The Apostles’ Creed is also used in the Latin West, but not in the Eastern liturgies. On Sundays and some other days, one or the other of these two creeds is recited in the Roman Rite Mass after the homily. The Nicene Creed is also part of the profession of faith required of those undertaking important fuctions within the Catholic Church.
The liturgical communities in western Christianity that derive their rituals from the Roman Missal, including those particular communities which, use the Roman Missal itself (Roman Catholic), the Book of Common Prayer (Anglicans – Episcopalians), Evangelical Lutheran Worship (ELCA Lutherans), Lutheran Service Book (Missouri Synod Lutherans), and The United Methodist Book of Worship (The United Methodist Church) use the Apostles’ Creed in their rites of Baptism, which they consier to be the first sacrament of initiation into the Church.
The Apostles’ Creed
“I believe in God the Father Almighty, maker of Heaven and Earth; and in Jesus Christ His only son, our Lord: who was concevied by the Holy Spirit, born of the virgin Mary, suffered under Pontius Pilot, was crucified, dead, and was buried; he descended to the dead.

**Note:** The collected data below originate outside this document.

use std::collections::HashMap;
use std::sync::RwLock;

use serde_json::Value as JsonValue;
use thiserror::Error;

use docledger_core::EntityId;
use docledger_events::EventEnvelope;
use docledger_inventory::KardexEvent;
use docledger_products::ProductId;

use crate::read_model::ReadModelStore;

/// Queryable stock read model: current quantity per product.
#[derive(Debug, Clone, PartialEq, Eq)]
pub struct StockReadModel {
    pub product_id: ProductId,
    pub quantity: i64,
}

#[derive(Debug, Error)]
pub enum StockProjectionError {
    #[error("failed to deserialize kardex event: {0}")]
    Deserialize(String),

    #[error("non-monotonic sequence number (last={last}, found={found})")]
    NonMonotonicSequence { last: u64, found: u64 },
}

/// Stock projection.
///
/// Consumes published envelopes from kardex streams and maintains a
/// per-product quantity read model. Events from other aggregate types are
/// ignored, so the projection can be wired to a bus that carries everything.
#[derive(Debug)]
pub struct StockProjection<S>
where
    S: ReadModelStore<ProductId, StockReadModel>,
{
    store: S,
    cursors: RwLock<HashMap<EntityId, u64>>,
}

impl<S> StockProjection<S>
where
    S: ReadModelStore<ProductId, StockReadModel>,
{
    pub fn new(store: S) -> Self {
        Self {
            store,
            cursors: RwLock::new(HashMap::new()),
        }
    }

    pub fn get(&self, product_id: &ProductId) -> Option<StockReadModel> {
        self.store.get(product_id)
    }

    pub fn list(&self) -> Vec<StockReadModel> {
        self.store.list()
    }

    /// Drop all state and re-apply the given envelopes in order.
    ///
    /// Projections are derived data; this is the recovery path after a lost
    /// or corrupted read model.
    pub fn rebuild_from_scratch(
        &self,
        envelopes: Vec<EventEnvelope<JsonValue>>,
    ) -> Result<(), StockProjectionError> {
        self.store.clear();
        if let Ok(mut cursors) = self.cursors.write() {
            cursors.clear();
        }
        for envelope in &envelopes {
            self.apply_envelope(envelope)?;
        }
        Ok(())
    }

    /// Apply a published envelope into the projection.
    ///
    /// Idempotent for at-least-once delivery: replays at or below the
    /// per-stream cursor are ignored.
    pub fn apply_envelope(
        &self,
        envelope: &EventEnvelope<JsonValue>,
    ) -> Result<(), StockProjectionError> {
        if envelope.aggregate_type() != "inventory.kardex" {
            return Ok(());
        }

        let entity_id = envelope.entity_id();
        let seq = envelope.sequence_number();

        let mut cursors = match self.cursors.write() {
            Ok(c) => c,
            Err(_) => return Ok(()),
        };
        let last = *cursors.get(&entity_id).unwrap_or(&0);

        if seq == 0 {
            return Err(StockProjectionError::NonMonotonicSequence { last, found: seq });
        }
        if seq <= last {
            // Duplicate or replay; safe to ignore.
            return Ok(());
        }
        if last != 0 && seq != last + 1 {
            return Err(StockProjectionError::NonMonotonicSequence { last, found: seq });
        }

        let event: KardexEvent = serde_json::from_value(envelope.payload().clone())
            .map_err(|e| StockProjectionError::Deserialize(e.to_string()))?;

        let KardexEvent::MovementPosted(posted) = event;
        self.store.upsert(
            posted.product_id,
            StockReadModel {
                product_id: posted.product_id,
                quantity: posted.new_stock,
            },
        );

        cursors.insert(entity_id, seq);
        Ok(())
    }
}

On the third day he rose again; he ascended into Heaven and is seated at the right hand of God the Father Almighty, and will come again to judge the living and the dead, I believe in the Holy Spirit, the holy catholic church, the communion of saints, the forgiveness of sins, the resurrection of the body, and life everlasting.”
A Covenant Prayer in the Wesleyan Tradition
" I am no longer my own, but thine. Put me to what thou wilt, rank me with whom thou wilt. Put me to doing, put me to suffering. Let me be employed by thee or laid aside for thee, exalted for thee or brought low by thee.
Let me be full, let me be empty. Let me have all things, let me have nothing. I freely and heartily yield all things to thy pleasure and disposal.
And now, O glorious and blessed God, Father, Son, and Holy Spirit, thou are mine, and I am thine, So be it.
And the covenant which I have made on earth, let it be ratified in heaven. Amen."